■ **WHAT THE TASK REQUIRES**: Wherever the string "FnvBuildHasher" occurs in a line of these records, report that line.

■ **Extracted records**:

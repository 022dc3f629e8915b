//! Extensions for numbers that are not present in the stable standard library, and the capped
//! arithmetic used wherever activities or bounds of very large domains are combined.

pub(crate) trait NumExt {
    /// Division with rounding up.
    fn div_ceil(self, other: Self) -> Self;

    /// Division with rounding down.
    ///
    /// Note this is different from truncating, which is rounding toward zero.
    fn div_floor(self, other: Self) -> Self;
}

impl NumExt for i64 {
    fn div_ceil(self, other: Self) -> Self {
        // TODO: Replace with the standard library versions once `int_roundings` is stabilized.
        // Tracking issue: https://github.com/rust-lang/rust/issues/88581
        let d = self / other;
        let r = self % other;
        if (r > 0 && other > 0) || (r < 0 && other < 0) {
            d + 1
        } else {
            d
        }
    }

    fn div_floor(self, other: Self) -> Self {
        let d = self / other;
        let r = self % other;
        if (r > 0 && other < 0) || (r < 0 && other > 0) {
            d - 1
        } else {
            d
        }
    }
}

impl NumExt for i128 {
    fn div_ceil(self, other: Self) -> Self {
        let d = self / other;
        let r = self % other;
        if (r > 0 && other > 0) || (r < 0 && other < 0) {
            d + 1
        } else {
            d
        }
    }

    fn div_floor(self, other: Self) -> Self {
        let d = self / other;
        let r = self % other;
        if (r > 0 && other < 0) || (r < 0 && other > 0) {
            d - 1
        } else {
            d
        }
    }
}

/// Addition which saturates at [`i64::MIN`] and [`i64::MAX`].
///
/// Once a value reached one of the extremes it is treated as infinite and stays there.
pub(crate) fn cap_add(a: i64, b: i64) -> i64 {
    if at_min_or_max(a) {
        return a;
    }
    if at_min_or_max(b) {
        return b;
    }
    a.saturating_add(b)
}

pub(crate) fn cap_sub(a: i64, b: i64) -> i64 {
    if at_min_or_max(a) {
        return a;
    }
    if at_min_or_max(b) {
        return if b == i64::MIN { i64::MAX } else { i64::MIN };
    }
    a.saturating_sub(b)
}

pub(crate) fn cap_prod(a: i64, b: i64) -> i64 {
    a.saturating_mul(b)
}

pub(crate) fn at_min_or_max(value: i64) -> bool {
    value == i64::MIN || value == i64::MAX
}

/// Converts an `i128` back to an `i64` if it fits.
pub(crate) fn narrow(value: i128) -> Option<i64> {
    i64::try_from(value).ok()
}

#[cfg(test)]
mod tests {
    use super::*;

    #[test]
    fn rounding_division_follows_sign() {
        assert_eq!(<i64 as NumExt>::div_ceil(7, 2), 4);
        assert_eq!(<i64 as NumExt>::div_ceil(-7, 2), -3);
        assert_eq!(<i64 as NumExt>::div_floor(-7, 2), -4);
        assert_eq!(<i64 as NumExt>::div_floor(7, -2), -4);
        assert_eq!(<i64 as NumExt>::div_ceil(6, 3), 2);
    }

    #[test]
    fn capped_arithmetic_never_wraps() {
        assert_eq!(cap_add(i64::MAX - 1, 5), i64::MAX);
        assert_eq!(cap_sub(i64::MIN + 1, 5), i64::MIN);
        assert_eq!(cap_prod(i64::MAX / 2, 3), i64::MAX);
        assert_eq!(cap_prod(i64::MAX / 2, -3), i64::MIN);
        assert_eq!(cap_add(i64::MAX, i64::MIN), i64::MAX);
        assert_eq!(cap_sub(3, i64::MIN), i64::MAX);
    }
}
...
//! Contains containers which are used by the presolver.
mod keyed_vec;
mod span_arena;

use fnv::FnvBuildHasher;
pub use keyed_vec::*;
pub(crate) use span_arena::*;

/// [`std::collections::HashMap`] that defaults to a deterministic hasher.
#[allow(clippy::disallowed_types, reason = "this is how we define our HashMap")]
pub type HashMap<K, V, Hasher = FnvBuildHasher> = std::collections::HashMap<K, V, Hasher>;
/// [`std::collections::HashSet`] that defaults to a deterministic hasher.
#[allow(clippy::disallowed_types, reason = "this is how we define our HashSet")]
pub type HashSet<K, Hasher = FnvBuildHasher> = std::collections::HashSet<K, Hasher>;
---
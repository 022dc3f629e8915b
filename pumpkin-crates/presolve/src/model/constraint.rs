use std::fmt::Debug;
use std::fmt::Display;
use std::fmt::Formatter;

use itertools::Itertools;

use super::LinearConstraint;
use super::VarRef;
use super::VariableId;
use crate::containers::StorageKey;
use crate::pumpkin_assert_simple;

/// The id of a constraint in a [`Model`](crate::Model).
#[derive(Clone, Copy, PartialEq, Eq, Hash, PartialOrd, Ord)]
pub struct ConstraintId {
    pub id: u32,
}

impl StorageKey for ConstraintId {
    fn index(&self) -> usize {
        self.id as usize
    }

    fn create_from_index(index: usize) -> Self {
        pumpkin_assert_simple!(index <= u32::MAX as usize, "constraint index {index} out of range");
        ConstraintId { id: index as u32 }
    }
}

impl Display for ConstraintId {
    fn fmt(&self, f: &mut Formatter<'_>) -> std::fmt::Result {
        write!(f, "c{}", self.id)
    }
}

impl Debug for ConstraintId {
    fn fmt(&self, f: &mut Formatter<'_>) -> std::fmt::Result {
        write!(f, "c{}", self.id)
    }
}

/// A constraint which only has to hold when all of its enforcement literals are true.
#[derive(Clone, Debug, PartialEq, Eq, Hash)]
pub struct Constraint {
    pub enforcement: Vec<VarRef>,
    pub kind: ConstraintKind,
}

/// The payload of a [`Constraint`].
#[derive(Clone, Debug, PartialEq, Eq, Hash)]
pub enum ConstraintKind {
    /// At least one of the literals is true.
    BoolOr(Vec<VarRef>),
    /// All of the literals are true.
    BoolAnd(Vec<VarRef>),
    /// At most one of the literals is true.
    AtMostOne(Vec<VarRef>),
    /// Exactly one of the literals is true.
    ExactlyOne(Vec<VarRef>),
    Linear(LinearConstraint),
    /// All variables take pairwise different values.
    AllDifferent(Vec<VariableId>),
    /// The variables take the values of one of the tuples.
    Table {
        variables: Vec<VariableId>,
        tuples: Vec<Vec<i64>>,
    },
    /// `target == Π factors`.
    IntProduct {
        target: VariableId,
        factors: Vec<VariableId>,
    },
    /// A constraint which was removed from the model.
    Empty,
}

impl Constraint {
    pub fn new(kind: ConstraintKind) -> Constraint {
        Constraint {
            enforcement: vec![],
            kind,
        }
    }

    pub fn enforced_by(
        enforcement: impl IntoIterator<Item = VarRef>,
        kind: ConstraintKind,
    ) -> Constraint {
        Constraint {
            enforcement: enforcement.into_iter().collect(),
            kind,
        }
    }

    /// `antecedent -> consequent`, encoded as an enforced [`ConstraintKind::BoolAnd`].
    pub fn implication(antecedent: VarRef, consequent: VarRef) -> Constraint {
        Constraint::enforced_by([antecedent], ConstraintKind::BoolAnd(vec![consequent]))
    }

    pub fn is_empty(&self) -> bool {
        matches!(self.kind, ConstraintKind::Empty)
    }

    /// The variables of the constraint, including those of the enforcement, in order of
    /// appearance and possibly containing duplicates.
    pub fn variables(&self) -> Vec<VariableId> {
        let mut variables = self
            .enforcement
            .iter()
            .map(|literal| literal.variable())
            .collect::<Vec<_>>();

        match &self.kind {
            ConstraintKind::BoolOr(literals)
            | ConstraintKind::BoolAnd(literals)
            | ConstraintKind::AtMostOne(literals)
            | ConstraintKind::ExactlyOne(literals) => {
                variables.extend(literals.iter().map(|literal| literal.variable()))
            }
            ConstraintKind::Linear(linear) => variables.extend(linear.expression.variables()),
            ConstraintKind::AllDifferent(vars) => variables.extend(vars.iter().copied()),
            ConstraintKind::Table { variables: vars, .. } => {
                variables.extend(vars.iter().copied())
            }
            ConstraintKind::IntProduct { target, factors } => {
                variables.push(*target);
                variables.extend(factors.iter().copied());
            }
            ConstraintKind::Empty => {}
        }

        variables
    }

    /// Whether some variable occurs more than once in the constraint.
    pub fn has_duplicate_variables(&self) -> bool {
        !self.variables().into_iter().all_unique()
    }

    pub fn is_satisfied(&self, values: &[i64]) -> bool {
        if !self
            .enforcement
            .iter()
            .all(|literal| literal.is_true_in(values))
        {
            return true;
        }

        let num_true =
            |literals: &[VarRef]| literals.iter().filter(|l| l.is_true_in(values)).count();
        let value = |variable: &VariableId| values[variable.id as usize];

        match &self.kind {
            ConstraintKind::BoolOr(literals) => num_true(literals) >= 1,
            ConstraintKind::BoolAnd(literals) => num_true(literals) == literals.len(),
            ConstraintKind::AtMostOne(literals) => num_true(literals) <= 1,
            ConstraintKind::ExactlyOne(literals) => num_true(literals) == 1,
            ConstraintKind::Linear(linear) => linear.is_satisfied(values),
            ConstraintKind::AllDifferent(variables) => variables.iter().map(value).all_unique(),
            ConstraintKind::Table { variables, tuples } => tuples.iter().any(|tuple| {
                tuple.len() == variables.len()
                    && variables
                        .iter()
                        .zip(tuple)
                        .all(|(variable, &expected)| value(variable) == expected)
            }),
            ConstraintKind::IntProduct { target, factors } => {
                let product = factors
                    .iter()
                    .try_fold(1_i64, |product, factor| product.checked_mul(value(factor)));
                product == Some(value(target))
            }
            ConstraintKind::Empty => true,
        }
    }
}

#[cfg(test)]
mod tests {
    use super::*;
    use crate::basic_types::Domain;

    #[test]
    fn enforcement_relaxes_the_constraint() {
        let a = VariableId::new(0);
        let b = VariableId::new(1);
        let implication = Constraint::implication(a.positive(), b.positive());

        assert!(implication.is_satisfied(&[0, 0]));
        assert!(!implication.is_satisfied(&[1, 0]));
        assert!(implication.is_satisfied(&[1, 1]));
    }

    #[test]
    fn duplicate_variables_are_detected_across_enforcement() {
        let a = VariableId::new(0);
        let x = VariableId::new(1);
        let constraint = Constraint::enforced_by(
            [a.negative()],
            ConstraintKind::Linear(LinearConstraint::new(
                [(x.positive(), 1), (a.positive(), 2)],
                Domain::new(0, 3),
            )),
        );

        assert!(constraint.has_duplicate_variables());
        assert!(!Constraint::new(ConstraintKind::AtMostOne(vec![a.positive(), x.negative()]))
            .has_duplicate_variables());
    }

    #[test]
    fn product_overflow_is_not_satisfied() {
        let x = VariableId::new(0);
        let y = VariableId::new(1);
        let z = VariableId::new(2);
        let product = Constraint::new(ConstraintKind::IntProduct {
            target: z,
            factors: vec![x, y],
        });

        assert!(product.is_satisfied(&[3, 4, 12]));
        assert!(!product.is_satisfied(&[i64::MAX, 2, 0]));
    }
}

■ **WRITTEN RESPONSE**:
use fnv::FnvBuildHasher;
pub type HashMap<K, V, Hasher = FnvBuildHasher> = std::collections::HashMap<K, V, Hasher>;
pub type HashSet<K, Hasher = FnvBuildHasher> = std::collections::HashSet<K, Hasher>;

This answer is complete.